## What is required
In the records below, find the lines that include the string "impl" and report how many there are, nothing else.

## Available data
※
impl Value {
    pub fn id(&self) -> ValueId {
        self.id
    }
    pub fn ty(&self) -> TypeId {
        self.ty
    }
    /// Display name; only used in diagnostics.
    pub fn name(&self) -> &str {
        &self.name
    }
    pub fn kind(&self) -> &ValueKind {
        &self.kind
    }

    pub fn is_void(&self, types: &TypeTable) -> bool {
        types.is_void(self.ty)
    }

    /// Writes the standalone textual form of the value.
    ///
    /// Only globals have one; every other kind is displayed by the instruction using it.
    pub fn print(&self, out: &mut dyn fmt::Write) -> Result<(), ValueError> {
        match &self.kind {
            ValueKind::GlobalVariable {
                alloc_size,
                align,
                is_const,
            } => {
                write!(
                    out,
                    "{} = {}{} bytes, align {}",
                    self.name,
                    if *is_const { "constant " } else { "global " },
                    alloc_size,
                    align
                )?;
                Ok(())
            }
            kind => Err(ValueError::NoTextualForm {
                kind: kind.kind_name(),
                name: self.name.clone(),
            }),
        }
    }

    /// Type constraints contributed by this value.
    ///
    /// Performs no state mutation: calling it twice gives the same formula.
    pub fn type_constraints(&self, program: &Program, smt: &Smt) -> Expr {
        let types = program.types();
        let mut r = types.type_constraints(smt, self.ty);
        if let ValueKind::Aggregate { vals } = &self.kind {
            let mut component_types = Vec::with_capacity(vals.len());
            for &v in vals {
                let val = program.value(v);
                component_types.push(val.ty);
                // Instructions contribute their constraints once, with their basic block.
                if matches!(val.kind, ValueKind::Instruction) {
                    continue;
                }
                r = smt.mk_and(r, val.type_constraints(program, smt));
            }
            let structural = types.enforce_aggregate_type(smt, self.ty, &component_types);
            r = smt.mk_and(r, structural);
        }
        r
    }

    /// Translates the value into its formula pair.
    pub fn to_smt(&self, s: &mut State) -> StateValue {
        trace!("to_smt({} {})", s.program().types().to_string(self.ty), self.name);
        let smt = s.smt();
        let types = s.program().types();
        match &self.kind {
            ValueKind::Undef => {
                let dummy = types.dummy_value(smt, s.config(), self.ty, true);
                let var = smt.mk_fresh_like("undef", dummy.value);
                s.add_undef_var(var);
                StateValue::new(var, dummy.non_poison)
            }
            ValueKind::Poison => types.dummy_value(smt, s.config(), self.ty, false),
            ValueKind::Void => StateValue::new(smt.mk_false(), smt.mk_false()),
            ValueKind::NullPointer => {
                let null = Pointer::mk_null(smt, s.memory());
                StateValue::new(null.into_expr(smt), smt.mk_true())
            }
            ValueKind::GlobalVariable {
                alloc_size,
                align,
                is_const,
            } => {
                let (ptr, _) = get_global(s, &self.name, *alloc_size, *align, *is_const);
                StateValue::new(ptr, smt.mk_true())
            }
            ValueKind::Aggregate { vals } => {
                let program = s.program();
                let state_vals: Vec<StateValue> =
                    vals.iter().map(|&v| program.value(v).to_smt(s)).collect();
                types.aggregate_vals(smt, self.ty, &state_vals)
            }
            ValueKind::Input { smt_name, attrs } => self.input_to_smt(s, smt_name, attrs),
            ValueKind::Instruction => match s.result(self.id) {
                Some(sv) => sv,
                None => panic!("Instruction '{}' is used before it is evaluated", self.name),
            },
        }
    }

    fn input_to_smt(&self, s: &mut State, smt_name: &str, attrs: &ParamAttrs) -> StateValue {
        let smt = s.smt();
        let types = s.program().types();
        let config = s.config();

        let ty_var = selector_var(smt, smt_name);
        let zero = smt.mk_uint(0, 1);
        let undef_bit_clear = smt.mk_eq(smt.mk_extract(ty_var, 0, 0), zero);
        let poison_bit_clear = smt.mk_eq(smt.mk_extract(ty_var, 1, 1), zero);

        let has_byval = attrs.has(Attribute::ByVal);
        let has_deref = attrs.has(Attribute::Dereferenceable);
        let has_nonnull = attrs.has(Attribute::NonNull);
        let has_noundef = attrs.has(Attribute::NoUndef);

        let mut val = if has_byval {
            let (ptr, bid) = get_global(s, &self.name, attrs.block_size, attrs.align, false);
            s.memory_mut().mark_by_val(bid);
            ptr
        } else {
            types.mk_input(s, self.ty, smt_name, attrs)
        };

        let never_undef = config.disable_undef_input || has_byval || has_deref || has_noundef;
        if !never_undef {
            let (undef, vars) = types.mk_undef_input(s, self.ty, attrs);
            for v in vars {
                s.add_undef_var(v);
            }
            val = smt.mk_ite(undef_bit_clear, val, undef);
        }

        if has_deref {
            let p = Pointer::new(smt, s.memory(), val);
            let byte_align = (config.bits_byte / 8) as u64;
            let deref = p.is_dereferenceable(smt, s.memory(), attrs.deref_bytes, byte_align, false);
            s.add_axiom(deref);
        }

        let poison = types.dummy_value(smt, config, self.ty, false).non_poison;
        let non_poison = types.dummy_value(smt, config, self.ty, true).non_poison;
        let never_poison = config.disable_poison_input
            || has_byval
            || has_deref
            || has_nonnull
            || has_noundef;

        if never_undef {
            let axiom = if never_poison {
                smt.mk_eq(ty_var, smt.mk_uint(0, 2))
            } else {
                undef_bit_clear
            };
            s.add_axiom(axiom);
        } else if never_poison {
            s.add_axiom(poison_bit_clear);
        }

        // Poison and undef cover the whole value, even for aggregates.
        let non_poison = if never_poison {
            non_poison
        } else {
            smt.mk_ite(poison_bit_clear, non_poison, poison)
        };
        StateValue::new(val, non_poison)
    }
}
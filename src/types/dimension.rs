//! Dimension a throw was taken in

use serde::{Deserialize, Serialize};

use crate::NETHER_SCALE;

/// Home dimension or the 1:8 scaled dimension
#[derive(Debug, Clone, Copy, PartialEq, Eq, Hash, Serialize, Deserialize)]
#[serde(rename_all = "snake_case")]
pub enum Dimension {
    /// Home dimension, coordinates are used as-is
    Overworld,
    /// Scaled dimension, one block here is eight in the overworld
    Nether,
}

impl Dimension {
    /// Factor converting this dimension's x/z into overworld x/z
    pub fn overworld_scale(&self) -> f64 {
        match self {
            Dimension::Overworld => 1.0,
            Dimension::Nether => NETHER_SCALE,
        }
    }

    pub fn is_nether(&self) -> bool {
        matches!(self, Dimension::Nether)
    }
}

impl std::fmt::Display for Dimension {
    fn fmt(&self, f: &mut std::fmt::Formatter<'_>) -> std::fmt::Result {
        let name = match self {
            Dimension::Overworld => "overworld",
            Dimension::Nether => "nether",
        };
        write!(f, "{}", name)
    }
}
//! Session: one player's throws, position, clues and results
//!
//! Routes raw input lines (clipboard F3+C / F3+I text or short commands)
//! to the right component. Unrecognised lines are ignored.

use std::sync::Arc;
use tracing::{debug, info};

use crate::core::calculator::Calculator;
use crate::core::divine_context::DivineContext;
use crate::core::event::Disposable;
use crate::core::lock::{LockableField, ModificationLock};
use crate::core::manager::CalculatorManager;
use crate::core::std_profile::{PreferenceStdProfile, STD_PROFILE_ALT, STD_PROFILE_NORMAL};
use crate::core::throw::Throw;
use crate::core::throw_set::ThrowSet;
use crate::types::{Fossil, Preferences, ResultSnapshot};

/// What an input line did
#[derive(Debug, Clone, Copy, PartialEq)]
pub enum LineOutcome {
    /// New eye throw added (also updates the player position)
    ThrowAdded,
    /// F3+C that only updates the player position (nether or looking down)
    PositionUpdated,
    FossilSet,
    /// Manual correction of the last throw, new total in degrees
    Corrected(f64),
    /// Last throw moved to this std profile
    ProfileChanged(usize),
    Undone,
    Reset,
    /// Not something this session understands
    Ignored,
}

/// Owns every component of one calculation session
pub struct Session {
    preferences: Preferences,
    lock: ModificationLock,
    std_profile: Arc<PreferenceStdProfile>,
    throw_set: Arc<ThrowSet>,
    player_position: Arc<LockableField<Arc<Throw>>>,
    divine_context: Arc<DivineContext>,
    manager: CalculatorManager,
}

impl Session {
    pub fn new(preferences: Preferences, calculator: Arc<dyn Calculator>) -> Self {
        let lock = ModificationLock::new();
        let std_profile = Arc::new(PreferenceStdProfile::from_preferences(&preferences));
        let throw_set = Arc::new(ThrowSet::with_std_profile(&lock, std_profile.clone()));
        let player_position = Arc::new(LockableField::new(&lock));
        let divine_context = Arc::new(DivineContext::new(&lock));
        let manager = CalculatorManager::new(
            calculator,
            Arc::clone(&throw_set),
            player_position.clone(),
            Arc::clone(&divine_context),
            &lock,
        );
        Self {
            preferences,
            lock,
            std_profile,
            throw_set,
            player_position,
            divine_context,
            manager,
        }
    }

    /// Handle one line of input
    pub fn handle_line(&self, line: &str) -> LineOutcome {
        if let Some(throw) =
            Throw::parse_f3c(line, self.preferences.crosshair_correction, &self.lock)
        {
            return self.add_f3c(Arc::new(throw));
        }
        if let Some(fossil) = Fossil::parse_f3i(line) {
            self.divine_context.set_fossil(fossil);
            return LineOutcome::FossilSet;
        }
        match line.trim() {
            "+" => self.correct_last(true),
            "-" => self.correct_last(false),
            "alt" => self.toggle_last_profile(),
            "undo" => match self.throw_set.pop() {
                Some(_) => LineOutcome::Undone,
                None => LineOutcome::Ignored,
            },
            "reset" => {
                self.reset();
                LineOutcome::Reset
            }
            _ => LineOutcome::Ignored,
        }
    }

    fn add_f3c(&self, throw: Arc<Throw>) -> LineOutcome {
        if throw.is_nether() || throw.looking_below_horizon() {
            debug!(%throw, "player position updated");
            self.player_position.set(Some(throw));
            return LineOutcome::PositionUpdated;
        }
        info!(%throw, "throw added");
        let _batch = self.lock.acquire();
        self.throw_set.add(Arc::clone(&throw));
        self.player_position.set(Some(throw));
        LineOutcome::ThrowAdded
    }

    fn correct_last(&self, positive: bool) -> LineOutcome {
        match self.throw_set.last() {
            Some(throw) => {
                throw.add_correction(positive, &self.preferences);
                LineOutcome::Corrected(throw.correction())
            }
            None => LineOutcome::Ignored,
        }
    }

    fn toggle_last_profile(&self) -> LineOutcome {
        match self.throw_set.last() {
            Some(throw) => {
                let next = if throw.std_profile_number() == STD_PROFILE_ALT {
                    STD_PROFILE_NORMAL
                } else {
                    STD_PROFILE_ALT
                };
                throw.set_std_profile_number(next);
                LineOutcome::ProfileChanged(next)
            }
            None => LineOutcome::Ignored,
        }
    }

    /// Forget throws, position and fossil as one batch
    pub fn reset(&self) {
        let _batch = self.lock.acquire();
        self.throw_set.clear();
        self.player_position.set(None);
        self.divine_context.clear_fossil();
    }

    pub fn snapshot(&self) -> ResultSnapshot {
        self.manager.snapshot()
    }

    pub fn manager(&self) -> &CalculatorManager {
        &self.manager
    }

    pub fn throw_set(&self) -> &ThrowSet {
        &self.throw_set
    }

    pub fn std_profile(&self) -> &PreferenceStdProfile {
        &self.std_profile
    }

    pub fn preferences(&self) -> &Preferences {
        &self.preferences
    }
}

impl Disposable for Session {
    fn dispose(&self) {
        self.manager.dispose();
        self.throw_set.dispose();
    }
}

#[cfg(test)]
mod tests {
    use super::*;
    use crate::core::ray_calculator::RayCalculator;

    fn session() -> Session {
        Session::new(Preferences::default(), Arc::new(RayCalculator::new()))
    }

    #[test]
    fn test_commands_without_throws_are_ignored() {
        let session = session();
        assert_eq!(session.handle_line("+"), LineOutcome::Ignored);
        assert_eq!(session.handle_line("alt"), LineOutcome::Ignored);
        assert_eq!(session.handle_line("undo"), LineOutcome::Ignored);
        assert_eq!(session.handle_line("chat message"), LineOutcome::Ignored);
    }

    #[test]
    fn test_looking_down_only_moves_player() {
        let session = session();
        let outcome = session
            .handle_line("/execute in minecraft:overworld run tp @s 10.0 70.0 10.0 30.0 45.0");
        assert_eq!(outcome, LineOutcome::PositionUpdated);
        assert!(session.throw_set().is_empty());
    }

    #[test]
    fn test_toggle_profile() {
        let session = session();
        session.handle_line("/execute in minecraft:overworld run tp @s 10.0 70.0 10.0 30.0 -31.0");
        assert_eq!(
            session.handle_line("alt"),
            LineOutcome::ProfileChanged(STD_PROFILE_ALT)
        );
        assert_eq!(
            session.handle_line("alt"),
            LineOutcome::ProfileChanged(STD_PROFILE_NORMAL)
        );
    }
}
※
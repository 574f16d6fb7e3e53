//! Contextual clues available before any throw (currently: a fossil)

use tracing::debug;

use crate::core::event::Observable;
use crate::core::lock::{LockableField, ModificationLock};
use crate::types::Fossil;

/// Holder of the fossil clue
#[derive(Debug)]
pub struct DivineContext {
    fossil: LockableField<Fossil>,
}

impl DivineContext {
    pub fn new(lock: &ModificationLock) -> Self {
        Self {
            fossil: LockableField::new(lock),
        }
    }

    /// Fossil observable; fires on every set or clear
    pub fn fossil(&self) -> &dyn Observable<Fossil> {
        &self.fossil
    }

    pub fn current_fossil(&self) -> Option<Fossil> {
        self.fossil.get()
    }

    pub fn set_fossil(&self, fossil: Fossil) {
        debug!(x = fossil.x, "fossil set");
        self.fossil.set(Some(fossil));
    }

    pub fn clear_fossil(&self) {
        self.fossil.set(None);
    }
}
※
## Task output
6